(What the exercise asks): Read the entries below and pull out each line with the string "ConversationStorage".

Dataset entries
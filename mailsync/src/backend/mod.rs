//! # Backend
//!
//! Module dedicated to the backend facade. The [`Backend`] glues the
//! event store, the observed storage capabilities and the optional
//! IMAP push bridge together, and exposes the event API to clients.
//!
//! Events handed to clients always carry message and conversation
//! counts computed fresh from the storage: counts are never merged
//! across events.

mod error;

use std::sync::Arc;

use tracing::debug;

#[doc(inline)]
pub use self::error::{Error, Result};
#[cfg(feature = "imap")]
use crate::imap::client::NativeImapConnector;
use crate::{
    config::SyncConfig,
    event::{Event, EventId, EventStore},
    imap::{Credentials, ImapBridge, ImapConfig, ImapConnector, ImapConversations, ImapMessageStorage},
    observer::Emitter,
    storage::{
        AddressStorage, ContactStorage, ConversationStorage, LabelStorage, MessageStorage, Storage,
    },
    user::UserId,
};

/// The backend builder.
pub struct BackendBuilder {
    config: SyncConfig,
    storage: Storage,
    imap: Option<(ImapConfig, Arc<dyn ImapConnector>)>,
}

impl BackendBuilder {
    /// Create a new builder, backed by an in-memory storage.
    pub fn new(config: SyncConfig) -> Self {
        Self {
            config,
            storage: Storage::memory(),
            imap: None,
        }
    }

    pub fn with_storage(mut self, storage: Storage) -> Self {
        self.storage = storage;
        self
    }

    /// Back messages and conversations by the IMAP mailbox reached
    /// with the given connector.
    pub fn with_imap(mut self, config: ImapConfig, connector: Arc<dyn ImapConnector>) -> Self {
        self.imap = Some((config, connector));
        self
    }

    /// Same as [`BackendBuilder::with_imap`], using the real IMAP
    /// connector.
    #[cfg(feature = "imap")]
    pub fn with_imap_server(self, config: ImapConfig) -> Self {
        let connector = Arc::new(NativeImapConnector::new(config.clone()));
        self.with_imap(config, connector)
    }

    pub fn build(self) -> Backend {
        let events = Arc::new(EventStore::new(self.config));
        let mut storage = self.storage;

        let imap = self.imap.map(|(config, connector)| {
            let emitter = Emitter::new(events.clone());
            let bridge = Arc::new(ImapBridge::new(config, connector, emitter));

            storage = storage
                .clone()
                .with_messages(Arc::new(ImapMessageStorage::new(bridge.clone())))
                .with_conversations(Arc::new(ImapConversations::new(bridge.clone())));

            bridge
        });

        Backend {
            storage: storage.observed(events.clone()),
            events,
            imap,
        }
    }
}

/// The backend facade.
pub struct Backend {
    events: Arc<EventStore>,
    storage: Storage,
    imap: Option<Arc<ImapBridge>>,
}

impl Backend {
    pub fn events(&self) -> &Arc<EventStore> {
        &self.events
    }

    /// Return the observed storage.
    pub fn storage(&self) -> &Storage {
        &self.storage
    }

    pub fn messages(&self) -> &Arc<dyn MessageStorage> {
        &self.storage.messages
    }

    pub fn conversations(&self) -> &Arc<dyn ConversationStorage> {
        &self.storage.conversations
    }

    pub fn contacts(&self) -> &Arc<dyn ContactStorage> {
        &self.storage.contacts
    }

    pub fn labels(&self) -> &Arc<dyn LabelStorage> {
        &self.storage.labels
    }

    pub fn addresses(&self) -> &Arc<dyn AddressStorage> {
        &self.storage.addresses
    }

    pub fn imap(&self) -> Option<&Arc<ImapBridge>> {
        self.imap.as_ref()
    }

    /// Open the IMAP session of the given user.
    pub async fn login(&self, user: &UserId, credentials: Credentials) -> crate::Result<()> {
        let imap = self
            .imap
            .as_ref()
            .ok_or_else(|| Error::ImapNotConfiguredError(user.clone()))?;
        imap.login(user, credentials).await?;
        Ok(())
    }

    /// Close the IMAP session of the given user, if any.
    pub async fn logout(&self, user: &UserId) -> bool {
        match &self.imap {
            Some(imap) => imap.logout(user).await,
            None => false,
        }
    }

    pub async fn insert_event(&self, user: &UserId, event: Event) -> EventId {
        self.events.insert_event(user, event).await
    }

    pub async fn get_last_event(&self, user: &UserId) -> crate::Result<Event> {
        let event = self.events.get_last_event(user).await;
        self.with_counts(user, event).await
    }

    /// See [`EventStore::get_events_after`].
    pub async fn get_events_after(&self, user: &UserId, id: &EventId) -> crate::Result<Event> {
        let event = self.events.get_events_after(user, id).await?;
        self.with_counts(user, event).await
    }

    /// Delete every event of the given user, and tear down its IMAP
    /// session.
    pub async fn delete_all_events(&self, user: &UserId) -> crate::Result<()> {
        self.logout(user).await;
        self.events.delete_all_events(user).await;
        Ok(())
    }

    /// Run the garbage collector over every log.
    pub async fn collect_garbage(&self) -> usize {
        self.events.collect_garbage().await
    }

    async fn with_counts(&self, user: &UserId, mut event: Event) -> crate::Result<Event> {
        event.message_counts = self
            .storage
            .messages
            .count_messages(user)
            .await
            .map_err(|err| Error::CountMessagesError(err, user.clone()))?;

        event.conversation_counts = self
            .storage
            .conversations
            .count_conversations(user)
            .await
            .map_err(|err| Error::CountConversationsError(err, user.clone()))?;

        debug!(%user, id = %event.id, "event counts computed");
        Ok(event)
    }
}

#[cfg(test)]
mod tests {
    use crate::{
        config::SyncConfig,
        entity::{label, Message},
        imap::Credentials,
        user::UserId,
        Error,
    };

    use super::{BackendBuilder, Error as BackendError};

    fn message(id: &str, unread: bool) -> Message {
        Message {
            id: id.into(),
            label_ids: vec![label::INBOX.into()],
            unread,
            ..Default::default()
        }
    }

    #[test_log::test(tokio::test)]
    async fn fresh_counts() {
        let backend = BackendBuilder::new(SyncConfig::default()).build();
        let user = UserId::from("user");
        let start = backend.get_last_event(&user).await.unwrap();

        let messages = backend.messages();
        messages.insert_message(&user, message("1", true)).await.unwrap();
        messages.insert_message(&user, message("2", false)).await.unwrap();

        let event = backend.get_events_after(&user, &start.id).await.unwrap();
        assert_eq!(event.messages.len(), 2);

        let inbox = event
            .message_counts
            .iter()
            .find(|count| count.label_id == label::INBOX)
            .unwrap();
        assert_eq!(inbox.total, 2);
        assert_eq!(inbox.unread, 1);

        let inbox = event
            .conversation_counts
            .iter()
            .find(|count| count.label_id == label::INBOX)
            .unwrap();
        assert_eq!(inbox.total, 2);
    }

    #[test_log::test(tokio::test)]
    async fn delete_all_events() {
        let backend = BackendBuilder::new(SyncConfig::default()).build();
        let user = UserId::from("user");
        let first = backend.get_last_event(&user).await.unwrap();

        backend.delete_all_events(&user).await.unwrap();

        let err = backend.get_events_after(&user, &first.id).await.unwrap_err();
        assert!(matches!(err, Error::EventError(err) if err.is_not_found()));
    }

    #[test_log::test(tokio::test)]
    async fn login_without_imap() {
        let backend = BackendBuilder::new(SyncConfig::default()).build();
        let user = UserId::from("user");

        let err = backend
            .login(&user, Credentials::new("user", "password"))
            .await
            .unwrap_err();

        assert!(matches!(
            err,
            Error::BackendError(BackendError::ImapNotConfiguredError(_))
        ));
        assert!(!backend.logout(&user).await);
    }
}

(Exercise output):
        AddressStorage, ContactStorage, ConversationStorage, LabelStorage, MessageStorage, Storage,
    pub fn conversations(&self) -> &Arc<dyn ConversationStorage> {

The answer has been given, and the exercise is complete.